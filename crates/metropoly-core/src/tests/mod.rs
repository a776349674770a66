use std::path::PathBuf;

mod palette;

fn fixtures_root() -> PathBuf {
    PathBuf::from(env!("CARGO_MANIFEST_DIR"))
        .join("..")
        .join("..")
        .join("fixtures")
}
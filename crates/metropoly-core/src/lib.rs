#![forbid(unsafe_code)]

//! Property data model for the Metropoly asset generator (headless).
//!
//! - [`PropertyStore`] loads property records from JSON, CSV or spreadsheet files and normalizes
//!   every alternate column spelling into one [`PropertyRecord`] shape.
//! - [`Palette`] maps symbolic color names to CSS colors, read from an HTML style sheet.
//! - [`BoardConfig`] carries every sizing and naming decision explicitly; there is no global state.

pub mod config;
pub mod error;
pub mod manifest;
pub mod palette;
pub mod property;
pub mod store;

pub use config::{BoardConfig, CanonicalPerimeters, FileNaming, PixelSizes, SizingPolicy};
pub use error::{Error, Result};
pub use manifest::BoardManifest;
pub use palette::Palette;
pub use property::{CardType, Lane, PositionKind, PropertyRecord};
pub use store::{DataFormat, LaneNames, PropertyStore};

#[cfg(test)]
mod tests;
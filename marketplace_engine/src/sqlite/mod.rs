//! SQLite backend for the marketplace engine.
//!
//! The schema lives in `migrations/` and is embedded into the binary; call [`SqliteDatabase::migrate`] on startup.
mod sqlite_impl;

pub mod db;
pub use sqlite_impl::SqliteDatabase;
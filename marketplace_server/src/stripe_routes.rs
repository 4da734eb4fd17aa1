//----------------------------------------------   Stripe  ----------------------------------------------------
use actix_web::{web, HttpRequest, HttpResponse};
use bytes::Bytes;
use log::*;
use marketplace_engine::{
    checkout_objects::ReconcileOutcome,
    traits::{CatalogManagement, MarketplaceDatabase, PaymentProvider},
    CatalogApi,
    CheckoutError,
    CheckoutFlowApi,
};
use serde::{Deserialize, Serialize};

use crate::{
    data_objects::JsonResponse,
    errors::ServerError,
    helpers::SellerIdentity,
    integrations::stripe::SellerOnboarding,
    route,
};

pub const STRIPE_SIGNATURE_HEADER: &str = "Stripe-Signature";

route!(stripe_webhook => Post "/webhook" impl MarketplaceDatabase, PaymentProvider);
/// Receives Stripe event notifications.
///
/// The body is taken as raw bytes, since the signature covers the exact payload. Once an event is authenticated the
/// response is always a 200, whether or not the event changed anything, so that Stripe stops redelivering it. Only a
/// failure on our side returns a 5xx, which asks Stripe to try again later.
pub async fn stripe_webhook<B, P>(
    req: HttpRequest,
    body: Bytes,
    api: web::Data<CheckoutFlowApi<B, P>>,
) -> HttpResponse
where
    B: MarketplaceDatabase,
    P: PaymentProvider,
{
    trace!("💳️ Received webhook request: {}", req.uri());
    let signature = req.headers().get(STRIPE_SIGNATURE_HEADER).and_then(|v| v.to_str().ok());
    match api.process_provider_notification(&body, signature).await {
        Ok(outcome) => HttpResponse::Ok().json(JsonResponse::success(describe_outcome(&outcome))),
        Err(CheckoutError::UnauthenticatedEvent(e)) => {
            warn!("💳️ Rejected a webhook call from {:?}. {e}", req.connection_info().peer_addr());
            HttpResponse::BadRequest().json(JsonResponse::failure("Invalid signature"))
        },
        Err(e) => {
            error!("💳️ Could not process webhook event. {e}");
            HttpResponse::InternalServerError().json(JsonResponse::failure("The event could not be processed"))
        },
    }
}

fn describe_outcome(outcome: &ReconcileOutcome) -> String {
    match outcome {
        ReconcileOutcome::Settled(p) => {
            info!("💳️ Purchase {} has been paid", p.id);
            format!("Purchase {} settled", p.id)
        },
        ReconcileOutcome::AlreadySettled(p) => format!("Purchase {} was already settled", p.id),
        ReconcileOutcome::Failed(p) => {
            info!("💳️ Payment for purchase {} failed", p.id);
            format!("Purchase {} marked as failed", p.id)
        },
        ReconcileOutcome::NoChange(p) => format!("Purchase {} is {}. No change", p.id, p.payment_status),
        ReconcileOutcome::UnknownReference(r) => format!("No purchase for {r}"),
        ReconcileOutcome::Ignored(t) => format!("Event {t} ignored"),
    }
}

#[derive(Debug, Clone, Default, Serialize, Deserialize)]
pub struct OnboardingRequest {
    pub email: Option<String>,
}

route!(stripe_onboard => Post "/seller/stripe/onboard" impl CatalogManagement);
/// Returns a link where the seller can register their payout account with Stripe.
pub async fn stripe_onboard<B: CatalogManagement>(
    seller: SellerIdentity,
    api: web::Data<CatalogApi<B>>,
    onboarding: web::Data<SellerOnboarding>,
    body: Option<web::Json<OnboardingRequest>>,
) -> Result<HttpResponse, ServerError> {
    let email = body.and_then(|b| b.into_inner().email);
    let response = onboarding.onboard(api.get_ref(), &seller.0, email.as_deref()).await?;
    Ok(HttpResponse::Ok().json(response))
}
---
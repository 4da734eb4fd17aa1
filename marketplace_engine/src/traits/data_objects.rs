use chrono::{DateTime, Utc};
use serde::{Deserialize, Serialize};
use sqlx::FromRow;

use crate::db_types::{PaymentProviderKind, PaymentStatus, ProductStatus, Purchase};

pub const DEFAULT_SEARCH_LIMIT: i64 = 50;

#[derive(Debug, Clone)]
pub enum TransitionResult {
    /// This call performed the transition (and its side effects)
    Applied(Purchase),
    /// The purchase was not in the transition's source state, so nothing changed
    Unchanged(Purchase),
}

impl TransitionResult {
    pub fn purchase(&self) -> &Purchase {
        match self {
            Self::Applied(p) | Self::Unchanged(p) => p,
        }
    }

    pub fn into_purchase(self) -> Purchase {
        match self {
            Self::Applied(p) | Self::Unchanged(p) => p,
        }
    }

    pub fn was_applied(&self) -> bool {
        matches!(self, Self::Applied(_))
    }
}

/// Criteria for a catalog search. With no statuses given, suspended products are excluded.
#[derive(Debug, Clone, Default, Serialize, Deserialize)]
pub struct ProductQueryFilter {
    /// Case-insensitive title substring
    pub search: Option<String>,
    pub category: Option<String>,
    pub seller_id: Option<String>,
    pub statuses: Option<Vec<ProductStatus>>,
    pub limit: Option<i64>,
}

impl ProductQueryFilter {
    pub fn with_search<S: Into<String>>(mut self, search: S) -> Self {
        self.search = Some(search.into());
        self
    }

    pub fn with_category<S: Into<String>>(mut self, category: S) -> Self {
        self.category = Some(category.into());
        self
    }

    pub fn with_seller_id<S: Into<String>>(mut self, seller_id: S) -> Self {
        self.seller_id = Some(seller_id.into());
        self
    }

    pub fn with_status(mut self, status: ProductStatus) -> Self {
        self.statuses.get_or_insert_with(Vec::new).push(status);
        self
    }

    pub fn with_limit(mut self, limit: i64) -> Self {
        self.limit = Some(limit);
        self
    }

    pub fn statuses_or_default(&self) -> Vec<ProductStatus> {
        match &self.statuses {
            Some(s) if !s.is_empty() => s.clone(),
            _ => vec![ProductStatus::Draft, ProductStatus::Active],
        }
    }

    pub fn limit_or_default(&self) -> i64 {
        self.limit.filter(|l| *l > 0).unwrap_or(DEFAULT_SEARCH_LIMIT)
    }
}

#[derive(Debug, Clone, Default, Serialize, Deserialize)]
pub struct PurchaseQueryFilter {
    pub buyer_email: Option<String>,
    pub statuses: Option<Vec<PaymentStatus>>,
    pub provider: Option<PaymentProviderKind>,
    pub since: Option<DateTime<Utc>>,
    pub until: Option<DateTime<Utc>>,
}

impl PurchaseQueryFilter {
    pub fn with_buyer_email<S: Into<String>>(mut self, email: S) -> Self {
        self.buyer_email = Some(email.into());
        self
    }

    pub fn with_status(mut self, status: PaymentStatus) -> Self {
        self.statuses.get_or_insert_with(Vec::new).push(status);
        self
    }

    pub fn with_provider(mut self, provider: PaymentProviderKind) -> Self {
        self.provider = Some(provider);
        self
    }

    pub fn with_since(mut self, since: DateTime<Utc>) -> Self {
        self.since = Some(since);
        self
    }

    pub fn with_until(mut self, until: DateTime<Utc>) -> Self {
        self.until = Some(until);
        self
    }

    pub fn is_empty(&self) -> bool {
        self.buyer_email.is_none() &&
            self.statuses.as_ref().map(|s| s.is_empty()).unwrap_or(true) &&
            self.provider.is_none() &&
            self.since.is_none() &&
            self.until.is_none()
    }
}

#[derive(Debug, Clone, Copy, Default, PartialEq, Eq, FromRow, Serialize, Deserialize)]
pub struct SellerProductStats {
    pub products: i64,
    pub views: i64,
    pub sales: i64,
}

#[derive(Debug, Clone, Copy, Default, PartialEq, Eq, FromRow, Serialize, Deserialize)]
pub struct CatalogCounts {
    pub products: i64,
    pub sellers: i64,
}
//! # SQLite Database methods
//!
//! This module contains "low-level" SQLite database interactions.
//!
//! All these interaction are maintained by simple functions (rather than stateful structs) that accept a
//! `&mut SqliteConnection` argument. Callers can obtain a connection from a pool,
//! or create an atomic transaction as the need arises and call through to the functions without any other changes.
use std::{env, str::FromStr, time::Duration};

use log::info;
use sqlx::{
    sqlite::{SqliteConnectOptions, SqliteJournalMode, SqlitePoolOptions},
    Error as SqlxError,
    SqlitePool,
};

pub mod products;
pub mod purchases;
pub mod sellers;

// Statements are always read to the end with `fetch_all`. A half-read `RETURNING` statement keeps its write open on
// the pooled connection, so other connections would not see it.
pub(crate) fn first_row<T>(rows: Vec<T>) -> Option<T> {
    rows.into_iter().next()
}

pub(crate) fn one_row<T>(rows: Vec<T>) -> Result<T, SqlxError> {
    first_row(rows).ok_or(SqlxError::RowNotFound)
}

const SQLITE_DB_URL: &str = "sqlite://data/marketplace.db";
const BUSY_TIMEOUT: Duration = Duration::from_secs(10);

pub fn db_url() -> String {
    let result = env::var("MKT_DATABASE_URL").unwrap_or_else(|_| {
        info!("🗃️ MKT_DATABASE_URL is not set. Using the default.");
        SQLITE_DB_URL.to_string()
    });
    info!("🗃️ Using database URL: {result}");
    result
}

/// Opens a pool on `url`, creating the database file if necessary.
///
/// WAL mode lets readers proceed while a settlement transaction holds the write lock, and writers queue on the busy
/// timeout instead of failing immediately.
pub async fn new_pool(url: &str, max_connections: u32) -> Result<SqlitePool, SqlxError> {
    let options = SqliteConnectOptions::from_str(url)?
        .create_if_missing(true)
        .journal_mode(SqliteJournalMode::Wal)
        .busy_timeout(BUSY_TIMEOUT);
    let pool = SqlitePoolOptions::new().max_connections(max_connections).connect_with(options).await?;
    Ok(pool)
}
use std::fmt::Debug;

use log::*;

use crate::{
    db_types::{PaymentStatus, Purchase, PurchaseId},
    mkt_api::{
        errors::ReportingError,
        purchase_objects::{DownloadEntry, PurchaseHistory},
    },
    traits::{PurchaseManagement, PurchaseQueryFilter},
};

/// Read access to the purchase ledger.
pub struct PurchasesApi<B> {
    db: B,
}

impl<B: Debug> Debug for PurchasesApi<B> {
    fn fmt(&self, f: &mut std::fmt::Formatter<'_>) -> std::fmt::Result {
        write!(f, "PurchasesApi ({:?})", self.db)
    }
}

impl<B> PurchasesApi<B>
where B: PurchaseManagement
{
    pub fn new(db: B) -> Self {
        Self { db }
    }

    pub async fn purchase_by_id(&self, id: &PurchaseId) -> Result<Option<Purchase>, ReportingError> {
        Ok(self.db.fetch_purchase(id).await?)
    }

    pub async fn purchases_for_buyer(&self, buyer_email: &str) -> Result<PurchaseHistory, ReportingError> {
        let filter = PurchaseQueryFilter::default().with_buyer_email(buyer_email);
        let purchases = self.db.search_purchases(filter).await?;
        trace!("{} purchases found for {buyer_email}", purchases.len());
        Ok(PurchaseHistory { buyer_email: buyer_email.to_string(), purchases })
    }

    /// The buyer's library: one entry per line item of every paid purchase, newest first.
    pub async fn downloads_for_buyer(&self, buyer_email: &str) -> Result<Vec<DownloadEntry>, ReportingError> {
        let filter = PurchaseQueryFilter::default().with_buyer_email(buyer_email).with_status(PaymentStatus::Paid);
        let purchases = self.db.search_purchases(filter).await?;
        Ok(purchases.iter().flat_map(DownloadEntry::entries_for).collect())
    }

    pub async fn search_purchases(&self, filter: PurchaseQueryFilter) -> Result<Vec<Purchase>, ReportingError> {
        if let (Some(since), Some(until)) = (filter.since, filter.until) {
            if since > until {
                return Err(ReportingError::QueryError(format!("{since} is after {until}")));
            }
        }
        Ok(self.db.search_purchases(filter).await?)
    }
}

§ **Task objective**
Could you repeat exactly the lines in the listing above from the one with "pub enum TransitionResult" down to the one with "products are excluded."? Include both of those lines.

§ **Exercise output**
pub enum TransitionResult {
    /// This call performed the transition (and its side effects)
    Applied(Purchase),
    /// The purchase was not in the transition's source state, so nothing changed
    Unchanged(Purchase),
}

impl TransitionResult {
    pub fn purchase(&self) -> &Purchase {
        match self {
            Self::Applied(p) | Self::Unchanged(p) => p,
        }
    }

    pub fn into_purchase(self) -> Purchase {
        match self {
            Self::Applied(p) | Self::Unchanged(p) => p,
        }
    }

    pub fn was_applied(&self) -> bool {
        matches!(self, Self::Applied(_))
    }
}

/// Criteria for a catalog search. With no statuses given, suspended products are excluded.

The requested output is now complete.